Last year, the Corporate Insolvency and Governance Act 2020 made a number of changes to the UK insolvency landscape. Amongst the changes, was the addition of the “ipso facto” regime, which prevents suppliers terminating supply contracts as a result of insolvency-related events. Up until 30 June 2021, “small suppliers” were exempt from the regime.  However, now the exemption has ended, what does that mean for those suppliers that were formally exempt?

What is Ipso Facto?

Most supply contracts contain a termination clause (also known as an ipso facto clause) which, on the occurrence of an insolvency related event, either:

  1. automatically terminates the contract, or
  2. entitles the supplier to terminate the contract.

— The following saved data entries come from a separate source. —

// src/config/mod.rs - Engine configuration and policy snapshot files with hot-reload

use anyhow::{Context, Result};
use log::{debug, error, info, warn};
use notify::{Event, EventKind, RecommendedWatcher, RecursiveMode, Watcher};
use serde::{Deserialize, Serialize};
use std::path::{Path, PathBuf};
use std::sync::Arc;
use tokio::fs;
use tokio::sync::{broadcast, RwLock};
use tokio::time::Duration;

use crate::types::{PolicyEvent, PolicySnapshot};

pub const ENGINE_CONFIG_FILE: &str = "engine.yaml";
pub const POLICY_SNAPSHOT_FILE: &str = "policies.yaml";

/// Settings for the command engine, read from `engine.yaml`
#[derive(Debug, Clone, PartialEq, Eq, Serialize, Deserialize)]
#[serde(default)]
pub struct EngineConfiguration {
    pub command_prefix: String,
    /// Chatter ids that bypass permission and usage checks
    pub owner_ids: Vec<String>,
    pub enforce_usage_policies: bool,
    /// Chatter id used for lines typed into the console
    pub console_chatter: String,
    /// Voices enabled at startup
    pub voices: Vec<String>,
}

impl Default for EngineConfiguration {
    fn default() -> Self {
        Self {
            command_prefix: "!".to_string(),
            owner_ids: Vec::new(),
            enforce_usage_policies: false,
            console_chatter: "console".to_string(),
            voices: vec!["brian".to_string(), "amy".to_string(), "emma".to_string()],
        }
    }
}

impl EngineConfiguration {
    /// Apply `COMMANDGATE_*` overrides using `lookup` to read variables
    pub fn apply_overrides<F>(&mut self, lookup: F)
    where
        F: Fn(&str) -> Option<String>,
    {
        if let Some(prefix) = lookup("COMMANDGATE_PREFIX").filter(|p| !p.trim().is_empty()) {
            self.command_prefix = prefix.trim().to_string();
        }

        if let Some(owners) = lookup("COMMANDGATE_OWNERS") {
            self.owner_ids = owners
                .split(',')
                .map(|s| s.trim().to_string())
                .filter(|s| !s.is_empty())
                .collect();
        }

        if let Some(enforce) = lookup("COMMANDGATE_ENFORCE_USAGE") {
            match enforce.trim().to_lowercase().as_str() {
                "1" | "true" | "yes" | "on" => self.enforce_usage_policies = true,
                "0" | "false" | "no" | "off" => self.enforce_usage_policies = false,
                other => warn!("Ignoring invalid COMMANDGATE_ENFORCE_USAGE value: {}", other),
            }
        }
    }
}

/// Loads engine settings and policy snapshots, and watches the snapshot for changes
#[derive(Clone)]
pub struct ConfigurationManager {
    config_dir: PathBuf,
    engine_config: Arc<RwLock<EngineConfiguration>>,

    /// File watchers for hot-reloading
    watchers: Arc<RwLock<Vec<RecommendedWatcher>>>,

    /// Policy events produced by snapshot reloads
    policy_notifier: broadcast::Sender<PolicyEvent>,

    last_reload: Arc<RwLock<std::time::Instant>>,
}

impl ConfigurationManager {
    pub fn new<P: AsRef<Path>>(config_dir: P) -> Self {
        let (tx, _) = broadcast::channel(100);

        Self {
            config_dir: config_dir.as_ref().to_path_buf(),
            engine_config: Arc::new(RwLock::new(EngineConfiguration::default())),
            watchers: Arc::new(RwLock::new(Vec::new())),
            policy_notifier: tx,
            last_reload: Arc::new(RwLock::new(std::time::Instant::now())),
        }
    }

    /// Load `engine.yaml` (defaults when missing) and apply environment overrides
    pub async fn initialize(&self) -> Result<()> {
        let path = self.config_dir.join(ENGINE_CONFIG_FILE);
        let mut config = if path.exists() {
            let content = fs::read_to_string(&path)
                .await
                .with_context(|| format!("Failed to read engine config: {}", path.display()))?;
            serde_yaml::from_str(&content)
                .with_context(|| format!("Failed to parse engine config: {}", path.display()))?
        } else {
            warn!("Engine config not found at {}, using defaults", path.display());
            EngineConfiguration::default()
        };

        config.apply_overrides(|name| std::env::var(name).ok());
        if config.command_prefix.is_empty() {
            warn!("Empty command prefix configured, falling back to '!'");
            config.command_prefix = "!".to_string();
        }

        info!(
            "Engine configuration loaded: prefix '{}', {} owners, usage enforcement {}",
            config.command_prefix,
            config.owner_ids.len(),
            config.enforce_usage_policies
        );
        *self.engine_config.write().await = config;
        Ok(())
    }

    pub async fn get_engine_config(&self) -> EngineConfiguration {
        self.engine_config.read().await.clone()
    }

    pub fn policy_snapshot_path(&self) -> PathBuf {
        self.config_dir.join(POLICY_SNAPSHOT_FILE)
    }

    /// Read `policies.yaml`; `None` when the file does not exist
    pub async fn load_policy_snapshot(&self) -> Result<Option<PolicySnapshot>> {
        let path = self.policy_snapshot_path();
        if !path.exists() {
            debug!("No policy snapshot at {}", path.display());
            return Ok(None);
        }
        Self::read_snapshot(&path).await.map(Some)
    }

    async fn read_snapshot(path: &Path) -> Result<PolicySnapshot> {
        let content = fs::read_to_string(path)
            .await
            .with_context(|| format!("Failed to read policy snapshot: {}", path.display()))?;
        serde_yaml::from_str(&content)
            .with_context(|| format!("Failed to parse policy snapshot: {}", path.display()))
    }

    /// Subscribe to policy events produced by snapshot reloads
    pub fn subscribe_to_policy_events(&self) -> broadcast::Receiver<PolicyEvent> {
        self.policy_notifier.subscribe()
    }

    /// Re-publish `policies.yaml` as a full snapshot whenever it changes
    pub async fn watch_policies(&self) -> Result<()> {
        let config_dir = self.config_dir.clone();
        let notifier = self.policy_notifier.clone();
        let last_reload = self.last_reload.clone();

        let (tx, mut rx) = tokio::sync::mpsc::channel(100);

        let mut watcher = notify::recommended_watcher(move |res: Result<Event, notify::Error>| {
            if let Ok(event) = res {
                if let Err(e) = tx.blocking_send(event) {
                    error!("Failed to send file watch event: {}", e);
                }
            }
        })?;

        watcher
            .watch(&config_dir, RecursiveMode::NonRecursive)
            .with_context(|| format!("Failed to watch {}", config_dir.display()))?;

        // Store watcher to prevent it from being dropped
        self.watchers.write().await.push(watcher);

        tokio::spawn(async move {
            while let Some(event) = rx.recv().await {
                if !matches!(event.kind, EventKind::Modify(_) | EventKind::Create(_)) {
                    continue;
                }
                let Some(path) = event.paths.into_iter().find(|p| is_snapshot_file(p)) else {
                    continue;
                };

                // Debounce rapid file changes
                {
                    let now = std::time::Instant::now();
                    let last = *last_reload.read().await;
                    if now.duration_since(last) < Duration::from_millis(500) {
                        continue;
                    }
                    *last_reload.write().await = now;
                }

                info!("Policy snapshot changed, reloading...");
                match Self::read_snapshot(&path).await {
                    Ok(snapshot) => {
                        if notifier.send(PolicyEvent::FullSnapshot(snapshot)).is_err() {
                            warn!("Policy snapshot reloaded but nobody is listening");
                        }
                    }
                    Err(e) => error!("Failed to reload policy snapshot: {:#}", e),
                }
            }
        });

        info!("Watching {} for policy changes", self.policy_snapshot_path().display());
        Ok(())
    }
}

fn is_snapshot_file(path: &Path) -> bool {
    matches!(
        path.file_name().and_then(|n| n.to_str()),
        Some("policies.yaml") | Some("policies.yml")
    )
}
// src/bot/parameters.rs - Typed validators for command parameter slots

use regex::Regex;
use std::collections::{BTreeSet, HashSet};
use std::fmt;
use std::sync::{Arc, OnceLock, RwLock};

use crate::types::ChatMessage;

const TOGGLE_ON: &[&str] = &["on", "true", "enable", "enabled", "yes"];
const TOGGLE_OFF: &[&str] = &["off", "false", "disable", "disabled", "no"];

/// Source of names for registry-backed parameters (e.g. enabled voices)
pub trait NameRegistry: Send + Sync {
    fn contains(&self, name: &str) -> bool;
}

/// In-memory, case-insensitive name set usable as a [`NameRegistry`]
#[derive(Debug, Default)]
pub struct NameSet {
    names: RwLock<BTreeSet<String>>,
}

impl NameSet {
    pub fn new<I, S>(names: I) -> Self
    where
        I: IntoIterator<Item = S>,
        S: AsRef<str>,
    {
        Self {
            names: RwLock::new(names.into_iter().map(|n| n.as_ref().to_lowercase()).collect()),
        }
    }

    /// Returns false if the name was already present
    pub fn insert(&self, name: &str) -> bool {
        match self.names.write() {
            Ok(mut names) => names.insert(name.to_lowercase()),
            Err(poisoned) => poisoned.into_inner().insert(name.to_lowercase()),
        }
    }

    pub fn remove(&self, name: &str) -> bool {
        match self.names.write() {
            Ok(mut names) => names.remove(&name.to_lowercase()),
            Err(poisoned) => poisoned.into_inner().remove(&name.to_lowercase()),
        }
    }

    pub fn names(&self) -> Vec<String> {
        match self.names.read() {
            Ok(names) => names.iter().cloned().collect(),
            Err(poisoned) => poisoned.into_inner().iter().cloned().collect(),
        }
    }
}

impl NameRegistry for NameSet {
    fn contains(&self, name: &str) -> bool {
        match self.names.read() {
            Ok(names) => names.contains(&name.to_lowercase()),
            Err(poisoned) => poisoned.into_inner().contains(&name.to_lowercase()),
        }
    }
}

/// What a parameter slot accepts
#[derive(Clone)]
pub enum ParameterKind {
    /// Literal keyword, matched case-insensitively
    Static(String),
    /// Any token
    Unvalidated,
    /// A login that the message actually mentions
    Mention,
    /// on/off style switch
    StateToggle,
    /// One of a fixed set of literals (stored lowercase)
    EnumLiteral(HashSet<String>),
    /// A name currently present in a registry
    RegistryMembership(Arc<dyn NameRegistry>),
}

impl fmt::Debug for ParameterKind {
    fn fmt(&self, f: &mut fmt::Formatter<'_>) -> fmt::Result {
        match self {
            ParameterKind::Static(value) => f.debug_tuple("Static").field(value).finish(),
            ParameterKind::Unvalidated => f.write_str("Unvalidated"),
            ParameterKind::Mention => f.write_str("Mention"),
            ParameterKind::StateToggle => f.write_str("StateToggle"),
            ParameterKind::EnumLiteral(values) => {
                f.debug_tuple("EnumLiteral").field(values).finish()
            }
            ParameterKind::RegistryMembership(_) => f.write_str("RegistryMembership"),
        }
    }
}

/// One slot in the command grammar
#[derive(Debug, Clone)]
pub struct ParameterSpec {
    pub name: String,
    pub optional: bool,
    pub kind: ParameterKind,
}

impl ParameterSpec {
    pub fn literal(value: &str) -> Self {
        Self {
            name: value.to_lowercase(),
            optional: false,
            kind: ParameterKind::Static(value.to_lowercase()),
        }
    }

    pub fn unvalidated(name: &str, optional: bool) -> Self {
        Self::dynamic(name, optional, ParameterKind::Unvalidated)
    }

    pub fn mention(name: &str, optional: bool) -> Self {
        Self::dynamic(name, optional, ParameterKind::Mention)
    }

    pub fn state_toggle(name: &str, optional: bool) -> Self {
        Self::dynamic(name, optional, ParameterKind::StateToggle)
    }

    pub fn one_of<I, S>(name: &str, values: I, optional: bool) -> Self
    where
        I: IntoIterator<Item = S>,
        S: AsRef<str>,
    {
        let values = values.into_iter().map(|v| v.as_ref().to_lowercase()).collect();
        Self::dynamic(name, optional, ParameterKind::EnumLiteral(values))
    }

    pub fn registered(name: &str, registry: Arc<dyn NameRegistry>, optional: bool) -> Self {
        Self::dynamic(name, optional, ParameterKind::RegistryMembership(registry))
    }

    fn dynamic(name: &str, optional: bool, kind: ParameterKind) -> Self {
        Self {
            name: name.to_string(),
            optional,
            kind,
        }
    }

    /// Same name, kind and optionality; registries compare by identity
    pub fn same_slot(&self, other: &ParameterSpec) -> bool {
        let same_kind = match (&self.kind, &other.kind) {
            (ParameterKind::Static(a), ParameterKind::Static(b)) => a == b,
            (ParameterKind::Unvalidated, ParameterKind::Unvalidated)
            | (ParameterKind::Mention, ParameterKind::Mention)
            | (ParameterKind::StateToggle, ParameterKind::StateToggle) => true,
            (ParameterKind::EnumLiteral(a), ParameterKind::EnumLiteral(b)) => a == b,
            (ParameterKind::RegistryMembership(a), ParameterKind::RegistryMembership(b)) => {
                Arc::ptr_eq(a, b)
            }
            _ => false,
        };
        same_kind && self.name == other.name && self.optional == other.optional
    }

    /// Check one raw token; `message` is only consulted by mention slots
    pub fn validate(&self, token: &str, message: Option<&ChatMessage>) -> bool {
        match &self.kind {
            ParameterKind::Static(value) => token.eq_ignore_ascii_case(value),
            ParameterKind::Unvalidated => true,
            ParameterKind::Mention => match message {
                Some(message) => is_mention_of(token, message),
                None => false,
            },
            ParameterKind::StateToggle => parse_toggle(token).is_some(),
            ParameterKind::EnumLiteral(values) => values.contains(&token.to_lowercase()),
            ParameterKind::RegistryMembership(registry) => registry.contains(token),
        }
    }
}

/// Interpret a state toggle token
pub fn parse_toggle(token: &str) -> Option<bool> {
    let token = token.to_lowercase();
    if TOGGLE_ON.contains(&token.as_str()) {
        Some(true)
    } else if TOGGLE_OFF.contains(&token.as_str()) {
        Some(false)
    } else {
        None
    }
}

fn login_pattern() -> Option<&'static Regex> {
    static LOGIN: OnceLock<Option<Regex>> = OnceLock::new();
    LOGIN
        .get_or_init(|| Regex::new(r"^@?([A-Za-z0-9_]{1,25})$").ok())
        .as_ref()
}

fn is_mention_of(token: &str, message: &ChatMessage) -> bool {
    let Some(captures) = login_pattern().and_then(|pattern| pattern.captures(token)) else {
        return false;
    };
    let login = captures[1].to_lowercase();
    message.mentions.iter().any(|m| m.eq_ignore_ascii_case(&login))
}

The ipso facto provisions apply to contracts for the supply of goods and services and prevent suppliers from terminating a contract because a company has entered into a “relevant insolvency procedure” (i.e. administration, company voluntary arrangements, liquidation, the statutory moratorium and the restructuring plan), unless the contract is exempt or the supplier is an exempt supplier.

Small suppliers 

Until 30 June 2021, small suppliers (those employing less than 50 people, having less than £5.1m assets or less than £10.2m turnover) could chose to terminate a supply contract if their customer entered a relevant insolvency procedure. However from 1 July 2021, notwithstanding the terms of the contract, small suppliers will now be caught by the regime.

Broadly speaking, although small suppliers will have to provide the goods or services that they have contracted to provide, this should not adversely affect many suppliers as the insolvent company will have to pay for any goods or services supplied post-insolvency, and there is also the option of applying to court for an exemption relying on the hardship exemption.